Dataset entries:
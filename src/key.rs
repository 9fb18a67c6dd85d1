//! Key comparison and diagnostic rendering.
//!
//! Keys are arbitrary byte strings with an explicit length. Nothing here
//! assumes a terminator or a text encoding.

use alloc::string::String;
use core::fmt::Write;

/// Returns `true` if both keys have the same length and the same bytes.
///
/// ```rust
/// # use probe_table::key::keys_match;
/// assert!(keys_match(b"ab", b"ab"));
/// assert!(!keys_match(b"ab", b"ba"));
/// assert!(!keys_match(b"ab", b"ab\0"));
/// ```
#[inline(always)]
pub fn keys_match(a: &[u8], b: &[u8]) -> bool {
    if a.len() != b.len() {
        return false;
    }
    a == b
}

#[inline(always)]
fn is_printable(byte: u8) -> bool {
    (0x20..=0x7e).contains(&byte)
}

/// Renders a key for human consumption.
///
/// Keys made entirely of printable ASCII come back as `char key:[...]` with
/// the literal text, anything else as `hex key:[0x...]` with two lowercase hex
/// digits per byte.
///
/// ```rust
/// # use probe_table::key::render_key;
/// assert_eq!(render_key(b"ab"), "char key:[ab]");
/// assert_eq!(render_key(&[0x00, 0xff]), "hex key:[0x00ff]");
/// ```
pub fn render_key(key: &[u8]) -> String {
    let mut out = String::with_capacity(key.len() * 2 + 12);

    if key.iter().copied().all(is_printable) {
        out.push_str("char key:[");
        out.extend(key.iter().map(|&b| b as char));
    } else {
        out.push_str("hex key:[0x");
        for b in key {
            // Writing into a String cannot fail.
            let _ = write!(out, "{b:02x}");
        }
    }
    out.push(']');
    out
}

#[cfg(test)]
mod tests {
    use super::*;

    #[test]
    fn length_mismatch_never_matches() {
        assert!(!keys_match(b"abc", b"ab"));
        assert!(!keys_match(b"", b"a"));
        assert!(keys_match(b"", b""));
    }

    #[test]
    fn no_case_folding() {
        assert!(!keys_match(b"Key", b"key"));
    }

    #[test]
    fn embedded_nul_is_significant() {
        assert!(keys_match(b"a\0b", b"a\0b"));
        assert!(!keys_match(b"a\0b", b"a\0c"));
    }

    #[test]
    fn render_printable() {
        assert_eq!(render_key(b"hello world"), "char key:[hello world]");
        assert_eq!(render_key(b""), "char key:[]");
    }

    #[test]
    fn render_binary() {
        assert_eq!(render_key(&[0xde, 0xad, 0xbe, 0xef]), "hex key:[0xdeadbeef]");
        assert_eq!(render_key(b"tab\there"), "hex key:[0x7461620968657265]");
    }
}
//! Service roles.

use super::{cfn, join, ref_, Scope};
use crate::core::types::RoleSpec;
use serde_json::{json, Value};

/// Provider-managed policy ARN, partition-relative.
pub fn managed_policy_arn(name: &str) -> Value {
    join(vec![
        json!("arn:"),
        ref_("AWS::Partition"),
        Value::String(format!(":iam::aws:policy/{}", name)),
    ])
}

/// Trust policy letting one service principal assume the role.
pub fn assume_role_policy(service: &str) -> Value {
    json!({
        "Statement": [{
            "Action": "sts:AssumeRole",
            "Effect": "Allow",
            "Principal": { "Service": service },
        }],
        "Version": "2012-10-17",
    })
}

/// Add a role; returns its logical id.
pub fn build(scope: &mut Scope, id: &str, spec: &RoleSpec) -> String {
    let mut props = json!({
        "AssumeRolePolicyDocument": assume_role_policy(&spec.assumed_by),
    });
    if let Some(description) = &spec.description {
        props["Description"] = json!(description);
    }
    if !spec.managed_policies.is_empty() {
        props["ManagedPolicyArns"] = Value::Array(
            spec.managed_policies
                .iter()
                .map(|p| managed_policy_arn(p))
                .collect(),
        );
    }
    scope.add(&[id, "Resource"], cfn::ROLE, props)
}

#[cfg(test)]
mod tests {
    use super::*;

    fn role() -> RoleSpec {
        RoleSpec {
            assumed_by: "ec2.amazonaws.com".to_string(),
            managed_policies: vec!["AmazonSSMManagedInstanceCore".to_string()],
            description: None,
        }
    }

    #[test]
    fn test_role_trust_and_policies() {
        let mut scope = Scope::new("S");
        let id = build(&mut scope, "AppRole", &role());
        let r = scope.resource(&id).unwrap();
        assert_eq!(r.resource_type, cfn::ROLE);
        let stmt = &r.properties["AssumeRolePolicyDocument"]["Statement"][0];
        assert_eq!(stmt["Principal"]["Service"], "ec2.amazonaws.com");
        assert_eq!(stmt["Action"], "sts:AssumeRole");
        let arns = r.properties["ManagedPolicyArns"].as_array().unwrap();
        assert_eq!(arns.len(), 1);
        assert_eq!(
            arns[0]["Fn::Join"][1][2],
            ":iam::aws:policy/AmazonSSMManagedInstanceCore"
        );
        assert!(!r.properties.contains_key("Policies"));
    }

    #[test]
    fn test_role_arn_is_partition_relative() {
        let arn = managed_policy_arn("ReadOnlyAccess");
        assert_eq!(arn["Fn::Join"][1][1], ref_("AWS::Partition"));
    }
}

== ASSIGNMENT ==
Set all of the records down again, exactly as they stand.

== RESPONSE ==
filename src/key.rs
repository 9fb18a67c6dd85d1
//! Key comparison and diagnostic rendering.
//!
//! Keys are arbitrary byte strings with an explicit length. Nothing here
//! assumes a terminator or a text encoding.

use alloc::string::String;
use core::fmt::Write;

/// Returns `true` if both keys have the same length and the same bytes.
///
/// ```rust
/// # use probe_table::key::keys_match;
/// assert!(keys_match(b"ab", b"ab"));
/// assert!(!keys_match(b"ab", b"ba"));
/// assert!(!keys_match(b"ab", b"ab\0"));
/// ```
#[inline(always)]
pub fn keys_match(a: &[u8], b: &[u8]) -> bool {
    if a.len() != b.len() {
        return false;
    }
    a == b
}

#[inline(always)]
fn is_printable(byte: u8) -> bool {
    (0x20..=0x7e).contains(&byte)
}

/// Renders a key for human consumption.
///
/// Keys made entirely of printable ASCII come back as `char key:[...]` with
/// the literal text, anything else as `hex key:[0x...]` with two lowercase hex
/// digits per byte.
///
/// ```rust
/// # use probe_table::key::render_key;
/// assert_eq!(render_key(b"ab"), "char key:[ab]");
/// assert_eq!(render_key(&[0x00, 0xff]), "hex key:[0x00ff]");
/// ```
pub fn render_key(key: &[u8]) -> String {
    let mut out = String::with_capacity(key.len() * 2 + 12);

    if key.iter().copied().all(is_printable) {
        out.push_str("char key:[");
        out.extend(key.iter().map(|&b| b as char));
    } else {
        out.push_str("hex key:[0x");
        for b in key {
            // Writing into a String cannot fail.
            let _ = write!(out, "{b:02x}");
        }
    }
    out.push(']');
    out
}

#[cfg(test)]
mod tests {
    use super::*;

    #[test]
    fn length_mismatch_never_matches() {
        assert!(!keys_match(b"abc", b"ab"));
        assert!(!keys_match(b"", b"a"));
        assert!(keys_match(b"", b""));
    }

    #[test]
    fn no_case_folding() {
        assert!(!keys_match(b"Key", b"key"));
    }

    #[test]
    fn embedded_nul_is_significant() {
        assert!(keys_match(b"a\0b", b"a\0b"));
        assert!(!keys_match(b"a\0b", b"a\0c"));
    }

    #[test]
    fn render_printable() {
        assert_eq!(render_key(b"hello world"), "char key:[hello world]");
        assert_eq!(render_key(b""), "char key:[]");
    }

    #[test]
    fn render_binary() {
        assert_eq!(render_key(&[0xde, 0xad, 0xbe, 0xef]), "hex key:[0xdeadbeef]");
        assert_eq!(render_key(b"tab\there"), "hex key:[0x7461620968657265]");
    }
}
//! Service roles.

use super::{cfn, join, ref_, Scope};
use crate::core::types::RoleSpec;
use serde_json::{json, Value};

/// Provider-managed policy ARN, partition-relative.
pub fn managed_policy_arn(name: &str) -> Value {
    join(vec![
        json!("arn:"),
        ref_("AWS::Partition"),
        Value::String(format!(":iam::aws:policy/{}", name)),
    ])
}

/// Trust policy letting one service principal assume the role.
pub fn assume_role_policy(service: &str) -> Value {
    json!({
        "Statement": [{
            "Action": "sts:AssumeRole",
            "Effect": "Allow",
            "Principal": { "Service": service },
        }],
        "Version": "2012-10-17",
    })
}

/// Add a role; returns its logical id.
pub fn build(scope: &mut Scope, id: &str, spec: &RoleSpec) -> String {
    let mut props = json!({
        "AssumeRolePolicyDocument": assume_role_policy(&spec.assumed_by),
    });
    if let Some(description) = &spec.description {
        props["Description"] = json!(description);
    }
    if !spec.managed_policies.is_empty() {
        props["ManagedPolicyArns"] = Value::Array(
            spec.managed_policies
                .iter()
                .map(|p| managed_policy_arn(p))
                .collect(),
        );
    }
    scope.add(&[id, "Resource"], cfn::ROLE, props)
}

#[cfg(test)]
mod tests {
    use super::*;

    fn role() -> RoleSpec {
        RoleSpec {
            assumed_by: "ec2.amazonaws.com".to_string(),
            managed_policies: vec!["AmazonSSMManagedInstanceCore".to_string()],
            description: None,
        }
    }

    #[test]
    fn test_role_trust_and_policies() {
        let mut scope = Scope::new("S");
        let id = build(&mut scope, "AppRole", &role());
        let r = scope.resource(&id).unwrap();
        assert_eq!(r.resource_type, cfn::ROLE);
        let stmt = &r.properties["AssumeRolePolicyDocument"]["Statement"][0];
        assert_eq!(stmt["Principal"]["Service"], "ec2.amazonaws.com");
        assert_eq!(stmt["Action"], "sts:AssumeRole");
        let arns = r.properties["ManagedPolicyArns"].as_array().unwrap();
        assert_eq!(arns.len(), 1);
        assert_eq!(
            arns[0]["Fn::Join"][1][2],
            ":iam::aws:policy/AmazonSSMManagedInstanceCore"
        );
        assert!(!r.properties.contains_key("Policies"));
    }

    #[test]
    fn test_role_arn_is_partition_relative() {
        let arn = managed_policy_arn("ReadOnlyAccess");
        assert_eq!(arn["Fn::Join"][1][1], ref_("AWS::Partition"));
    }
}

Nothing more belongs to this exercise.